> Your objective
Your task is to give the entries back exactly, leaving nothing out.

> Stored data

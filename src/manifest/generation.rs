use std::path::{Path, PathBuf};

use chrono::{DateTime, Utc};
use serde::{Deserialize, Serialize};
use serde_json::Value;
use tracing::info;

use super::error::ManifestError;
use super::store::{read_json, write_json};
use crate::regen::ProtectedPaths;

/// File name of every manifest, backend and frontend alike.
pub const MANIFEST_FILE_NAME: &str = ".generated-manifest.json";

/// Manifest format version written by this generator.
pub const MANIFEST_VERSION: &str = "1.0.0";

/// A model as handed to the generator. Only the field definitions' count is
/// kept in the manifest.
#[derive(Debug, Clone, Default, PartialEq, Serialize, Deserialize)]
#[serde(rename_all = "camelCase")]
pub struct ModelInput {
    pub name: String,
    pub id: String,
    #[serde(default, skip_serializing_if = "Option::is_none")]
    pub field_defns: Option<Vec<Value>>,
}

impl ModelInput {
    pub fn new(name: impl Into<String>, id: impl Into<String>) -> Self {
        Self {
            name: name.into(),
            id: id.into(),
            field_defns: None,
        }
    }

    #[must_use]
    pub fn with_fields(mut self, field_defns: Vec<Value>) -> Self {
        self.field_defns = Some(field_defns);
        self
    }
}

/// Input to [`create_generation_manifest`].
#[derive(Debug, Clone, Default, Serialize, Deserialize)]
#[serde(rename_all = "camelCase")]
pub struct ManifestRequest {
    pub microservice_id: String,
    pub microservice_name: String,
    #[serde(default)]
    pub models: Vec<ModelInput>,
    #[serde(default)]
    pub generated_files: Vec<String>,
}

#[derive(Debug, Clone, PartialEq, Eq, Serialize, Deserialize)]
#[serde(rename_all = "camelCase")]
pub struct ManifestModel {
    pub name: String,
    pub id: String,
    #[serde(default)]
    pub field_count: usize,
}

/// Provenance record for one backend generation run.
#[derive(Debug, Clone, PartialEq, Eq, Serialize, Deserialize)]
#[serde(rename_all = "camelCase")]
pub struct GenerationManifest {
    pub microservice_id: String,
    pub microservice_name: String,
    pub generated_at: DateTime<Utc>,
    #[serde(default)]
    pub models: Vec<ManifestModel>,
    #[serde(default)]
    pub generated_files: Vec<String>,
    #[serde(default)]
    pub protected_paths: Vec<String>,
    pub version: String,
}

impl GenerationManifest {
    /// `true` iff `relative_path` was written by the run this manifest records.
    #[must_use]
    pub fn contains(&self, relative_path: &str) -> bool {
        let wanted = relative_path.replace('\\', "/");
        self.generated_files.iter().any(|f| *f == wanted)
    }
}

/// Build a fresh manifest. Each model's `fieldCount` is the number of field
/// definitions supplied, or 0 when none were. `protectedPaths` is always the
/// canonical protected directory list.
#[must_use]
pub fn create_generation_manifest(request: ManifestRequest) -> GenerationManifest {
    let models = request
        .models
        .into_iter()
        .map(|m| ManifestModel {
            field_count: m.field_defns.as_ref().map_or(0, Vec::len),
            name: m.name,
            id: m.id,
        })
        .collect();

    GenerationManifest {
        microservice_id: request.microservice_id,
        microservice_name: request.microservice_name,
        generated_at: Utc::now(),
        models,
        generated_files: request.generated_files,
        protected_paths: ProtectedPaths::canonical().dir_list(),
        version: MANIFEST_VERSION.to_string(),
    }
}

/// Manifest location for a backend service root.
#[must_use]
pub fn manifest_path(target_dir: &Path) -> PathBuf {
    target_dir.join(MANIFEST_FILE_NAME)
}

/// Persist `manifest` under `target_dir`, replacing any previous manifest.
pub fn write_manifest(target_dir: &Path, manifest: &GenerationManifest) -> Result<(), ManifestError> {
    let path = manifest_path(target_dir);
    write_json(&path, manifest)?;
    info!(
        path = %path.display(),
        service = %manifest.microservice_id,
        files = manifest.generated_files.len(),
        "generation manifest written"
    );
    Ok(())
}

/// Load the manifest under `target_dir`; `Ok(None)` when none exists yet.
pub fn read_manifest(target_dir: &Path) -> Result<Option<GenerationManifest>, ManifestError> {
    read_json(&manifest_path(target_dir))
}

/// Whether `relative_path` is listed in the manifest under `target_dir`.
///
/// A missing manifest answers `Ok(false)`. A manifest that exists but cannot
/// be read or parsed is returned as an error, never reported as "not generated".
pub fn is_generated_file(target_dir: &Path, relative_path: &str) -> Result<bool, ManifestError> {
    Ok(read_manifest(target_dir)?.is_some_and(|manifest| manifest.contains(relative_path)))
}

> Result of the exercise
filename src/manifest/generation.rs
use std::path::{Path, PathBuf};

use chrono::{DateTime, Utc};
use serde::{Deserialize, Serialize};
use serde_json::Value;
use tracing::info;

use super::error::ManifestError;
use super::store::{read_json, write_json};
use crate::regen::ProtectedPaths;

/// File name of every manifest, backend and frontend alike.
pub const MANIFEST_FILE_NAME: &str = ".generated-manifest.json";

/// Manifest format version written by this generator.
pub const MANIFEST_VERSION: &str = "1.0.0";

/// A model as handed to the generator. Only the field definitions' count is
/// kept in the manifest.
#[derive(Debug, Clone, Default, PartialEq, Serialize, Deserialize)]
#[serde(rename_all = "camelCase")]
pub struct ModelInput {
    pub name: String,
    pub id: String,
    #[serde(default, skip_serializing_if = "Option::is_none")]
    pub field_defns: Option<Vec<Value>>,
}

impl ModelInput {
    pub fn new(name: impl Into<String>, id: impl Into<String>) -> Self {
        Self {
            name: name.into(),
            id: id.into(),
            field_defns: None,
        }
    }

    #[must_use]
    pub fn with_fields(mut self, field_defns: Vec<Value>) -> Self {
        self.field_defns = Some(field_defns);
        self
    }
}

/// Input to [`create_generation_manifest`].
#[derive(Debug, Clone, Default, Serialize, Deserialize)]
#[serde(rename_all = "camelCase")]
pub struct ManifestRequest {
    pub microservice_id: String,
    pub microservice_name: String,
    #[serde(default)]
    pub models: Vec<ModelInput>,
    #[serde(default)]
    pub generated_files: Vec<String>,
}

#[derive(Debug, Clone, PartialEq, Eq, Serialize, Deserialize)]
#[serde(rename_all = "camelCase")]
pub struct ManifestModel {
    pub name: String,
    pub id: String,
    #[serde(default)]
    pub field_count: usize,
}

/// Provenance record for one backend generation run.
#[derive(Debug, Clone, PartialEq, Eq, Serialize, Deserialize)]
#[serde(rename_all = "camelCase")]
pub struct GenerationManifest {
    pub microservice_id: String,
    pub microservice_name: String,
    pub generated_at: DateTime<Utc>,
    #[serde(default)]
    pub models: Vec<ManifestModel>,
    #[serde(default)]
    pub generated_files: Vec<String>,
    #[serde(default)]
    pub protected_paths: Vec<String>,
    pub version: String,
}

impl GenerationManifest {
    /// `true` iff `relative_path` was written by the run this manifest records.
    #[must_use]
    pub fn contains(&self, relative_path: &str) -> bool {
        let wanted = relative_path.replace('\\', "/");
        self.generated_files.iter().any(|f| *f == wanted)
    }
}

/// Build a fresh manifest. Each model's `fieldCount` is the number of field
/// definitions supplied, or 0 when none were. `protectedPaths` is always the
/// canonical protected directory list.
#[must_use]
pub fn create_generation_manifest(request: ManifestRequest) -> GenerationManifest {
    let models = request
        .models
        .into_iter()
        .map(|m| ManifestModel {
            field_count: m.field_defns.as_ref().map_or(0, Vec::len),
            name: m.name,
            id: m.id,
        })
        .collect();

    GenerationManifest {
        microservice_id: request.microservice_id,
        microservice_name: request.microservice_name,
        generated_at: Utc::now(),
        models,
        generated_files: request.generated_files,
        protected_paths: ProtectedPaths::canonical().dir_list(),
        version: MANIFEST_VERSION.to_string(),
    }
}

/// Manifest location for a backend service root.
#[must_use]
pub fn manifest_path(target_dir: &Path) -> PathBuf {
    target_dir.join(MANIFEST_FILE_NAME)
}

/// Persist `manifest` under `target_dir`, replacing any previous manifest.
pub fn write_manifest(target_dir: &Path, manifest: &GenerationManifest) -> Result<(), ManifestError> {
    let path = manifest_path(target_dir);
    write_json(&path, manifest)?;
    info!(
        path = %path.display(),
        service = %manifest.microservice_id,
        files = manifest.generated_files.len(),
        "generation manifest written"
    );
    Ok(())
}

/// Load the manifest under `target_dir`; `Ok(None)` when none exists yet.
pub fn read_manifest(target_dir: &Path) -> Result<Option<GenerationManifest>, ManifestError> {
    read_json(&manifest_path(target_dir))
}

/// Whether `relative_path` is listed in the manifest under `target_dir`.
///
/// A missing manifest answers `Ok(false)`. A manifest that exists but cannot
/// be read or parsed is returned as an error, never reported as "not generated".
pub fn is_generated_file(target_dir: &Path, relative_path: &str) -> Result<bool, ManifestError> {
    Ok(read_manifest(target_dir)?.is_some_and(|manifest| manifest.contains(relative_path)))
}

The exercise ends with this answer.